Exercise directions:
From the line with "key is inserted." through the line with "pub(crate) fn resolve(&self, key: &str)", inclusive, return each line of the data below exactly and leave the rest out.

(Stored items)
'''

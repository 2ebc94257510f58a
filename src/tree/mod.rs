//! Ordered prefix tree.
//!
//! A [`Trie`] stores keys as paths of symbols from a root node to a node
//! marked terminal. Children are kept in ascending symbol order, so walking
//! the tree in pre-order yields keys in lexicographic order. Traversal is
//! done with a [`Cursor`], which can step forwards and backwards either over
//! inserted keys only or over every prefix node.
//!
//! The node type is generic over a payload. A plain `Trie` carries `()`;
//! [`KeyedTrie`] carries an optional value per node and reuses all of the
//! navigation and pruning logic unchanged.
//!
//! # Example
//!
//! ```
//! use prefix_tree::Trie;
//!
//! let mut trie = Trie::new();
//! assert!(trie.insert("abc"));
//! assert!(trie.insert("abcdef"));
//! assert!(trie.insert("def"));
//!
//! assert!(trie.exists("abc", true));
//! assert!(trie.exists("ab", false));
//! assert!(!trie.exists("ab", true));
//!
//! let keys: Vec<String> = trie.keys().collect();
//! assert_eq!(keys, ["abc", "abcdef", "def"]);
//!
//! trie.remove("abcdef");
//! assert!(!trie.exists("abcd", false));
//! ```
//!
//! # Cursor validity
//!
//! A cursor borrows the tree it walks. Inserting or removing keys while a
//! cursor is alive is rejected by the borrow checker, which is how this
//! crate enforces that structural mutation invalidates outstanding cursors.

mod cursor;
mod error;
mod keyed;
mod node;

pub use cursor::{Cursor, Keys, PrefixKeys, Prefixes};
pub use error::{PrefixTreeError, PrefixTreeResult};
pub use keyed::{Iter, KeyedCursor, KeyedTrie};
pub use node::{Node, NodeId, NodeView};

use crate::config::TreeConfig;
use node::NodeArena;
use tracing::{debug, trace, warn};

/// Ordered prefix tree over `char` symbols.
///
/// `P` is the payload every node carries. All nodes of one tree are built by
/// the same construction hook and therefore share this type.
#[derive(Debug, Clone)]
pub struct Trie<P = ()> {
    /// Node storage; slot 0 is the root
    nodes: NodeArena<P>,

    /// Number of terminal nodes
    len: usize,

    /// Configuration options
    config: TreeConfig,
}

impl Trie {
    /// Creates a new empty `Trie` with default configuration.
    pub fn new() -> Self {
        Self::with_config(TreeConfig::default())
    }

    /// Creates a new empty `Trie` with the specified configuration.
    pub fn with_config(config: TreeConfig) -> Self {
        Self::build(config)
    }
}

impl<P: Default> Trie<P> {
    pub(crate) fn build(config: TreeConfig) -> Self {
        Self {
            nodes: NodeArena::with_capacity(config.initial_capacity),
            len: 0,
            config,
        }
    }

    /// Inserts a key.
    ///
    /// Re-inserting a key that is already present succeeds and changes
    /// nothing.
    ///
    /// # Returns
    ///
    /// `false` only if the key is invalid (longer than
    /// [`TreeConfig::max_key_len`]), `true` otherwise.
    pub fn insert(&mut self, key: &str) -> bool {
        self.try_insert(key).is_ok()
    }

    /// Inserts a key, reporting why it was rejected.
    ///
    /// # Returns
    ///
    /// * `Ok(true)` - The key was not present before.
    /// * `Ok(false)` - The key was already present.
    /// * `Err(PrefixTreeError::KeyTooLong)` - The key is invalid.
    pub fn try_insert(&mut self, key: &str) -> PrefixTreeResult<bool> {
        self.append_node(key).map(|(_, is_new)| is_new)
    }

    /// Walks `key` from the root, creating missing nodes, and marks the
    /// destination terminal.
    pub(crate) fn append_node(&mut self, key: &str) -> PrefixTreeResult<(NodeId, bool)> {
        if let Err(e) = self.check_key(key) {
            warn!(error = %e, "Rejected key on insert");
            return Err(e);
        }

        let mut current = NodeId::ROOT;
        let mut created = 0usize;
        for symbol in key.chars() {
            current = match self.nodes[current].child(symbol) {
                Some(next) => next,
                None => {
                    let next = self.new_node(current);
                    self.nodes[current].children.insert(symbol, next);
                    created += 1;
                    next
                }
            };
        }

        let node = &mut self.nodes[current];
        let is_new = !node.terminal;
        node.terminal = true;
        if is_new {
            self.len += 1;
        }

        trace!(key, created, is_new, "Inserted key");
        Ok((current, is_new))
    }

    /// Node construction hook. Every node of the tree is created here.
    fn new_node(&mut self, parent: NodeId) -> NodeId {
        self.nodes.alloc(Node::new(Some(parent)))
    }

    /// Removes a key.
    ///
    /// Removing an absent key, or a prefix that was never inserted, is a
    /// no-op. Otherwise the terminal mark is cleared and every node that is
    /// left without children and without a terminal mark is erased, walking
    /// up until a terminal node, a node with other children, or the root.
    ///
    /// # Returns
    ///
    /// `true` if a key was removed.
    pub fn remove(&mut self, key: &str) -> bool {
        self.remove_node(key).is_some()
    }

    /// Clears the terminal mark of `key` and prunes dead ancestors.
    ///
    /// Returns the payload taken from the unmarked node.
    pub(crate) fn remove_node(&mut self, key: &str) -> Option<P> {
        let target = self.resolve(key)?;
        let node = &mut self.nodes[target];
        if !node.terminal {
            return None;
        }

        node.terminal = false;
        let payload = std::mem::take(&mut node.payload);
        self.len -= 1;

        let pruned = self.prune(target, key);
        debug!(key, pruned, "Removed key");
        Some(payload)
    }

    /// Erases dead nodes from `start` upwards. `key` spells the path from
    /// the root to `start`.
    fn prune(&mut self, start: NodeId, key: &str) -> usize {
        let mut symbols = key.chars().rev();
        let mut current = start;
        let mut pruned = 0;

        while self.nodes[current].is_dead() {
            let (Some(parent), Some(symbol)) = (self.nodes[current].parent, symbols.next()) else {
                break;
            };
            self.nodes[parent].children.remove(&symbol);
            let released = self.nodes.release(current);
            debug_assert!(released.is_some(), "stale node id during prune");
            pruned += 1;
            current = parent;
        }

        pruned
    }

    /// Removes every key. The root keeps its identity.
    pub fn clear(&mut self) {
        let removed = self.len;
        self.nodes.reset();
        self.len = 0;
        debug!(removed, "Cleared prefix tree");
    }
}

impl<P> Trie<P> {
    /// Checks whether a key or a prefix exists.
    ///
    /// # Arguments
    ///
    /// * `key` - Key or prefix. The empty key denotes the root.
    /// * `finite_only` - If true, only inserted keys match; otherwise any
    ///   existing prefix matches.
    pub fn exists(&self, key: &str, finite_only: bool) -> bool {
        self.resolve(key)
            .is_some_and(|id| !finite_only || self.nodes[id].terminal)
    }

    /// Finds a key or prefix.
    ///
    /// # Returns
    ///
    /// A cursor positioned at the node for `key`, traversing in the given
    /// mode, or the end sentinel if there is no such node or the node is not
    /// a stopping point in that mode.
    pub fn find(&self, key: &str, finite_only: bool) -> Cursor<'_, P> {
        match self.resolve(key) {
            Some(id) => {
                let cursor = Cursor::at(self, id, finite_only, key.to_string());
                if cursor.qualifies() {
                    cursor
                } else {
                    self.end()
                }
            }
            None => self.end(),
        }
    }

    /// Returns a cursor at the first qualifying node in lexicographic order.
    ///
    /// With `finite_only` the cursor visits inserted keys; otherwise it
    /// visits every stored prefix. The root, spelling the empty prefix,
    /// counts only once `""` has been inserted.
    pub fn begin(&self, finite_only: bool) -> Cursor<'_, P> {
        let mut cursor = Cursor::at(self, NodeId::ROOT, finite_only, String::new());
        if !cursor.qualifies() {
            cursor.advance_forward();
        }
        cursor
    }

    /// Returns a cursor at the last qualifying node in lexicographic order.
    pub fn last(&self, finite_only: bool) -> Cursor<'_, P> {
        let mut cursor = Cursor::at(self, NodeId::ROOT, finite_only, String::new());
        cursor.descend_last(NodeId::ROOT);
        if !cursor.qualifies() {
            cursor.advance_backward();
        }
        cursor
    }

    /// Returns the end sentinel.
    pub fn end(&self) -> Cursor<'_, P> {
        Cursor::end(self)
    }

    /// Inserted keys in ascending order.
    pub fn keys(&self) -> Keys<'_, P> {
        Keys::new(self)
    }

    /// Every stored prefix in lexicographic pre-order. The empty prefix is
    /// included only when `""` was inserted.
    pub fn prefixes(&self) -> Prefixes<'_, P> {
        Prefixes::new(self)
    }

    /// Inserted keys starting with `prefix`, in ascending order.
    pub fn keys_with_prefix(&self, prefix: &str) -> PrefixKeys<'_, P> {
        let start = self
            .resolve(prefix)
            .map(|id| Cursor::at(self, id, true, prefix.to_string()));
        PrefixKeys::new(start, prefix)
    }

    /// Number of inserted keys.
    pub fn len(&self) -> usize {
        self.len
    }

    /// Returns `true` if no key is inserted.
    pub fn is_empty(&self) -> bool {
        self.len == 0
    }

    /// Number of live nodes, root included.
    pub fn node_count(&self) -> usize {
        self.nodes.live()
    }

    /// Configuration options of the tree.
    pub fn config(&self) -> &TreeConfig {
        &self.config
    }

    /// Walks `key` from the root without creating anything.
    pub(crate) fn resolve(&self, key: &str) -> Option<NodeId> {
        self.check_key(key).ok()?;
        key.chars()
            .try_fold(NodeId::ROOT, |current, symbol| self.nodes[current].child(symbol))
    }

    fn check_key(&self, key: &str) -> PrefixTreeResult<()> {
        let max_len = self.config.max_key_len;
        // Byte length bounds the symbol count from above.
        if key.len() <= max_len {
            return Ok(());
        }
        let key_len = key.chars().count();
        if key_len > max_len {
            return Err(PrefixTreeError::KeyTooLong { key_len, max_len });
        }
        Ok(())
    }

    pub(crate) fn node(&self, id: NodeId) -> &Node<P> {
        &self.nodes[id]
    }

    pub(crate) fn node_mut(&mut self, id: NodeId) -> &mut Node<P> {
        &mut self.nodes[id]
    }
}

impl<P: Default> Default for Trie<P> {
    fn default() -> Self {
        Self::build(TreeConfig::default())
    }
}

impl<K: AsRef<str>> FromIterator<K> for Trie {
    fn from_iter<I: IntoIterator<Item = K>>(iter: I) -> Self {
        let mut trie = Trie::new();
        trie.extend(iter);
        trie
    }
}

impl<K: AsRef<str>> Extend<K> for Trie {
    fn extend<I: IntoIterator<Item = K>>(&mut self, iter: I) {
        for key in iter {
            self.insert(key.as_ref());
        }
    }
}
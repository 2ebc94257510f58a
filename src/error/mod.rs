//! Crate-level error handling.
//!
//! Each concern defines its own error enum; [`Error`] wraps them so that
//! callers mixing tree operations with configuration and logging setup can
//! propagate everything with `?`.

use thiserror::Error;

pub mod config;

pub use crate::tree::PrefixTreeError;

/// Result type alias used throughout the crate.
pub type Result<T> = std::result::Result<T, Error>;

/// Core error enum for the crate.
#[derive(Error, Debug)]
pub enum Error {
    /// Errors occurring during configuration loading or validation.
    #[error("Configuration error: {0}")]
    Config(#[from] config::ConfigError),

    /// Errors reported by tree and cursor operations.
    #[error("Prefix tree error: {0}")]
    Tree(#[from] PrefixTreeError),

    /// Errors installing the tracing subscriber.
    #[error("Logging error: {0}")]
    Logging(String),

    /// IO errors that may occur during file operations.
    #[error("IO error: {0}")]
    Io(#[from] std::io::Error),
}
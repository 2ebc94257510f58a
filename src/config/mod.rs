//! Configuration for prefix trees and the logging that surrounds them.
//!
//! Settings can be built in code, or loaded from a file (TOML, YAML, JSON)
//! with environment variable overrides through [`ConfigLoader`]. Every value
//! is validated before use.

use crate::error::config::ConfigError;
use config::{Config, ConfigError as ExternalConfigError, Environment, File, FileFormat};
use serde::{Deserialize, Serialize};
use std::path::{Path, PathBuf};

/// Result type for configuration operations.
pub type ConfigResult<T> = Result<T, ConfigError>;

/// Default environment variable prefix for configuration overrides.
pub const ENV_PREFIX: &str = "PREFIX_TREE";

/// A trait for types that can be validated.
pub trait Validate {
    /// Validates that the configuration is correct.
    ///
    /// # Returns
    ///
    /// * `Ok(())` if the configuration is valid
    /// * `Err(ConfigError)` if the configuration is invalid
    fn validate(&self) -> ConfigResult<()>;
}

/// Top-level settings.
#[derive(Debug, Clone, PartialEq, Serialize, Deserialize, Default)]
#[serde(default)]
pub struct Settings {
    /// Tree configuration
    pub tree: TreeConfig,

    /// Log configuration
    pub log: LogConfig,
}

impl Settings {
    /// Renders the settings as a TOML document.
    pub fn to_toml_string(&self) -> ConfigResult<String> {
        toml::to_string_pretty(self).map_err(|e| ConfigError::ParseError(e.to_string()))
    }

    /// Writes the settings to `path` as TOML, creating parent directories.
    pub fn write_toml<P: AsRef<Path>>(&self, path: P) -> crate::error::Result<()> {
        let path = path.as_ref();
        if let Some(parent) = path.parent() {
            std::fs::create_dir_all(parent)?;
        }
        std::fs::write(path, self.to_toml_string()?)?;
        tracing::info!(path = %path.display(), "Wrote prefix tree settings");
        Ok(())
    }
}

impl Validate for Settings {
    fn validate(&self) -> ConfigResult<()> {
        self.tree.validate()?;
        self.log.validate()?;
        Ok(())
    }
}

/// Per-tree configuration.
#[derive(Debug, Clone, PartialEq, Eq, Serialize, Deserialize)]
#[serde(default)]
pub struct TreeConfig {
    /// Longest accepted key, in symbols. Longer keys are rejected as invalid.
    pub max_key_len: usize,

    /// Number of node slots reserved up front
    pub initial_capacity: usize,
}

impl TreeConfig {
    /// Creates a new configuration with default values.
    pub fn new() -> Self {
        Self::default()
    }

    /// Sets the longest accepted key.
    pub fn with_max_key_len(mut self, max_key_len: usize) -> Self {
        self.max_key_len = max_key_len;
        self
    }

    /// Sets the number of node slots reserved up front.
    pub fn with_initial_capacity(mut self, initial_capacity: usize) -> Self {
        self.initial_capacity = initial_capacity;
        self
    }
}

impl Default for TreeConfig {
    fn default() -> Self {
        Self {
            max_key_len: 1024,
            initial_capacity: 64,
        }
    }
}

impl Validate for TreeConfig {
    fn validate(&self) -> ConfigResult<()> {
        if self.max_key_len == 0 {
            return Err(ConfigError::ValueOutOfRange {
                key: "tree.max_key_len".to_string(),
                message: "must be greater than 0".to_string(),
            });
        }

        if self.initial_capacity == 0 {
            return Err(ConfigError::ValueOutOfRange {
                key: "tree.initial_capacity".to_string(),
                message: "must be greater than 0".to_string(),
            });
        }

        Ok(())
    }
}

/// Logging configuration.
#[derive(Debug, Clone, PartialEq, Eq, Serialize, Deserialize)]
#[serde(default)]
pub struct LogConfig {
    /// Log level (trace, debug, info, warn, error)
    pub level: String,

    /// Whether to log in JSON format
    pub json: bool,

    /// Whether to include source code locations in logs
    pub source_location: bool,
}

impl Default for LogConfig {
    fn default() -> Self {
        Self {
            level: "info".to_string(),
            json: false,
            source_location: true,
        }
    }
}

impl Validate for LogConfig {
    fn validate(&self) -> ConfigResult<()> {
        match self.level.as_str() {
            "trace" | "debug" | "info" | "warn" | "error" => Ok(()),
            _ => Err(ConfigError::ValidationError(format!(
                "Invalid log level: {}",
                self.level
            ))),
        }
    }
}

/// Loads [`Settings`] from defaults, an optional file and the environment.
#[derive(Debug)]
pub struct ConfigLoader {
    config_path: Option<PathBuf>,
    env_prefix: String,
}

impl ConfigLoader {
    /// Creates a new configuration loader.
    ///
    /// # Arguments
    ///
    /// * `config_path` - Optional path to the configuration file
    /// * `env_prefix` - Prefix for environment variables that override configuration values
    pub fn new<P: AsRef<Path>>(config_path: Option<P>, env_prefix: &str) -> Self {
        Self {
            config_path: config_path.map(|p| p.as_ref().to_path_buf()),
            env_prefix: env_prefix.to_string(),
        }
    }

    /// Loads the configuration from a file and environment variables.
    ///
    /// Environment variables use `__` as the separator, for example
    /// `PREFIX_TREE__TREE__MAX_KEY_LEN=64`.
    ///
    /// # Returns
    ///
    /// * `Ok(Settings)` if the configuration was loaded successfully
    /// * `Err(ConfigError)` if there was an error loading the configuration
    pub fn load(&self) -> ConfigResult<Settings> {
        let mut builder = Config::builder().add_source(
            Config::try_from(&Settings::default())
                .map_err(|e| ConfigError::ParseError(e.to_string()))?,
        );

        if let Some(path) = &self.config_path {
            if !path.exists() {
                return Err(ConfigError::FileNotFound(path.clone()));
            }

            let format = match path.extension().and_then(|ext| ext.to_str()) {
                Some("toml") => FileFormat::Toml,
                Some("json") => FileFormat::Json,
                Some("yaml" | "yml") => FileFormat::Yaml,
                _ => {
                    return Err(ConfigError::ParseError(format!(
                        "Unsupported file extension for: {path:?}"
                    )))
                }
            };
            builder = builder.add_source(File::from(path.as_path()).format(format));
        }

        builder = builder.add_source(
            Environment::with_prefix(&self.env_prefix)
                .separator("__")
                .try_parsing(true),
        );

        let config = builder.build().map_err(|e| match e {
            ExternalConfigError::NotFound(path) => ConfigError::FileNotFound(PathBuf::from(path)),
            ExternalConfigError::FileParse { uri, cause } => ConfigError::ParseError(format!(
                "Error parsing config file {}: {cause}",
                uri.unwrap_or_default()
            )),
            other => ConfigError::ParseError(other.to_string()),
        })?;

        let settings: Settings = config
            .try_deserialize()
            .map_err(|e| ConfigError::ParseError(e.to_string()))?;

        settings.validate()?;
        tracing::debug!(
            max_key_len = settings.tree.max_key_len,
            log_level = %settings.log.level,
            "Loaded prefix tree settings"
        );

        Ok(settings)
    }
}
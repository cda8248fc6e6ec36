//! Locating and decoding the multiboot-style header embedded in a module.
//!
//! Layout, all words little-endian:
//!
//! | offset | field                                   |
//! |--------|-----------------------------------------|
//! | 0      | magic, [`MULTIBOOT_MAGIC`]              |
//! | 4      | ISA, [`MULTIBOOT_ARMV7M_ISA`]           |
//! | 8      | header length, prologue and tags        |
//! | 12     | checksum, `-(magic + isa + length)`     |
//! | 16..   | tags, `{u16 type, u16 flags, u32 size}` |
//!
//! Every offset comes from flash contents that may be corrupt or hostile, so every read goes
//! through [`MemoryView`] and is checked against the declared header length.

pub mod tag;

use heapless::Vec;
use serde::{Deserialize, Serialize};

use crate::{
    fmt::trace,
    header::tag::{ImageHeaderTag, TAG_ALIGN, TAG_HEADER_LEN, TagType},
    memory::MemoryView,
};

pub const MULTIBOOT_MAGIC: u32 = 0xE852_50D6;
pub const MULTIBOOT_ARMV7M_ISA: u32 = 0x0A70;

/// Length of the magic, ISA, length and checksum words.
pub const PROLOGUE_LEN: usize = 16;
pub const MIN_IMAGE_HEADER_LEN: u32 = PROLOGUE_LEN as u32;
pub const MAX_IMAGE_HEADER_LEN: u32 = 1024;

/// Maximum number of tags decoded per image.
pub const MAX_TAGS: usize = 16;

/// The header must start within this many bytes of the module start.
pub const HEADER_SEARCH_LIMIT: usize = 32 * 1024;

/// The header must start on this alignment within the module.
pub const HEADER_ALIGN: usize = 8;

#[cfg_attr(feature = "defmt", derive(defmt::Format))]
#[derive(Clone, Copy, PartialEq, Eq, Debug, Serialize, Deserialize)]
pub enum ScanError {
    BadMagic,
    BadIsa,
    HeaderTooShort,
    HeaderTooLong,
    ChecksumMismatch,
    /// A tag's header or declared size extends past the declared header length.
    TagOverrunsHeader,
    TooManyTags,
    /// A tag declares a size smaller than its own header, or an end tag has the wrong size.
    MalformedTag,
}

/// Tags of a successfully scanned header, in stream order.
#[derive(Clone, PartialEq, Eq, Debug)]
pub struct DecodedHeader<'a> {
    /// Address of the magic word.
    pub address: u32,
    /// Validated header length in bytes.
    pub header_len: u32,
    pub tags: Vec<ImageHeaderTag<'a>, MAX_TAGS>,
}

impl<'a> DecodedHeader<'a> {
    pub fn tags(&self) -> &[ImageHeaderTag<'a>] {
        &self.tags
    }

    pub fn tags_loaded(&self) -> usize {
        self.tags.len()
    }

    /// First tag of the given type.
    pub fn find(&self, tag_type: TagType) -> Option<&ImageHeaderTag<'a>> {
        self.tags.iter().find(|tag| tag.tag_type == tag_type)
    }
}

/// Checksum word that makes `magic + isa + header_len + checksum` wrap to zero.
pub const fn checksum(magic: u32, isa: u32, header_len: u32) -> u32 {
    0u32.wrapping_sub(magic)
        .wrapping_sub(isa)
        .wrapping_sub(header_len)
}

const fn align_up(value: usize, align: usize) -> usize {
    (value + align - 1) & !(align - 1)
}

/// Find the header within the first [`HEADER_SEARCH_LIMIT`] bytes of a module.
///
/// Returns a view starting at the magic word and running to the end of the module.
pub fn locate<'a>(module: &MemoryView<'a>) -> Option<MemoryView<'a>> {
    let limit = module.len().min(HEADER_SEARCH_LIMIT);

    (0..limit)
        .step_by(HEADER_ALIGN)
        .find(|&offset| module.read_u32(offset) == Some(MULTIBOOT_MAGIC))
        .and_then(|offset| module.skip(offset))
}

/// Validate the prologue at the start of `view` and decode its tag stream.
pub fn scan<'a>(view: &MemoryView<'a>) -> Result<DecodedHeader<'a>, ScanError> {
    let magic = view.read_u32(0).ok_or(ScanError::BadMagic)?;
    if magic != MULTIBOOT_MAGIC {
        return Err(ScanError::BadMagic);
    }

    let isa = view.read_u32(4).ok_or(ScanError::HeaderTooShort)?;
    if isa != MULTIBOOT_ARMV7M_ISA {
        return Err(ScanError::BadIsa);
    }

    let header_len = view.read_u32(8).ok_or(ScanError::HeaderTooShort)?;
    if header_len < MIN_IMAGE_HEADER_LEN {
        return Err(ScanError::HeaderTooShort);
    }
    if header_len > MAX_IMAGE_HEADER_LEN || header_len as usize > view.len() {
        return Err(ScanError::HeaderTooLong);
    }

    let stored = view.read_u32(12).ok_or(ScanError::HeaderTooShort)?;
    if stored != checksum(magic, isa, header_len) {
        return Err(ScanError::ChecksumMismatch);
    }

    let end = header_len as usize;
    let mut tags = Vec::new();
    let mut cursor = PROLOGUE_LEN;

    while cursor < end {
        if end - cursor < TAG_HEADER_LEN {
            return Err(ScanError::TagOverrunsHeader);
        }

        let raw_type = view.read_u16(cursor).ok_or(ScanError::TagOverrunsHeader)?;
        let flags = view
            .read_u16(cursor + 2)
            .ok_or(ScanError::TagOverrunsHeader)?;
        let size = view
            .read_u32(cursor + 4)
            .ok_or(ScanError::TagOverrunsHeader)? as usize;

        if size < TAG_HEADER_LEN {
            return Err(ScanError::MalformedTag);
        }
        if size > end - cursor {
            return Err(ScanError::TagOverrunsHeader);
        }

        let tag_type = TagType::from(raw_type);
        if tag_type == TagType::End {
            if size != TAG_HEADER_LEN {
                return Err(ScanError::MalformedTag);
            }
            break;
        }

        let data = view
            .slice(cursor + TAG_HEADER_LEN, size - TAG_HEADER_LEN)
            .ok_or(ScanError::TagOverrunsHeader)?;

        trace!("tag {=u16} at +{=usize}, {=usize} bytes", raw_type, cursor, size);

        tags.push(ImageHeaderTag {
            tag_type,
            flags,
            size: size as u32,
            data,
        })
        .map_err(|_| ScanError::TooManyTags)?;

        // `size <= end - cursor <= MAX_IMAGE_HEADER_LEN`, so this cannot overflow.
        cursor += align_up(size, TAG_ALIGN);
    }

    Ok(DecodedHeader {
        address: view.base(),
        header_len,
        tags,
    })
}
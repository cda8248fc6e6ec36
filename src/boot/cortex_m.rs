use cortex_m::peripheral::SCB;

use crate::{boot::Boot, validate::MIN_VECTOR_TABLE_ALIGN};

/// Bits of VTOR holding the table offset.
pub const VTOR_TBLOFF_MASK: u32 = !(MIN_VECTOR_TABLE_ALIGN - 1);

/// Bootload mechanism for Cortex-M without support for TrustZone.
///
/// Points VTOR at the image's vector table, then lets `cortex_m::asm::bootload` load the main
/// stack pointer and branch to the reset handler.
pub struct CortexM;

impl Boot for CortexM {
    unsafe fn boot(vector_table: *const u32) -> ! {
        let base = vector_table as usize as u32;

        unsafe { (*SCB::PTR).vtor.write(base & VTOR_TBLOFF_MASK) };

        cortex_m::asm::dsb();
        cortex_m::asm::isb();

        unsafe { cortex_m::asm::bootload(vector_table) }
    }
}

'''

Answer to this task:
    /// Returns `true` if no key is inserted.
    pub fn is_empty(&self) -> bool {
        self.len == 0
    }

    /// Number of live nodes, root included.
    pub fn node_count(&self) -> usize {
        self.nodes.live()
    }

    /// Configuration options of the tree.
    pub fn config(&self) -> &TreeConfig {
        &self.config
    }

    /// Walks `key` from the root without creating anything.
    pub(crate) fn resolve(&self, key: &str) -> Option<NodeId> {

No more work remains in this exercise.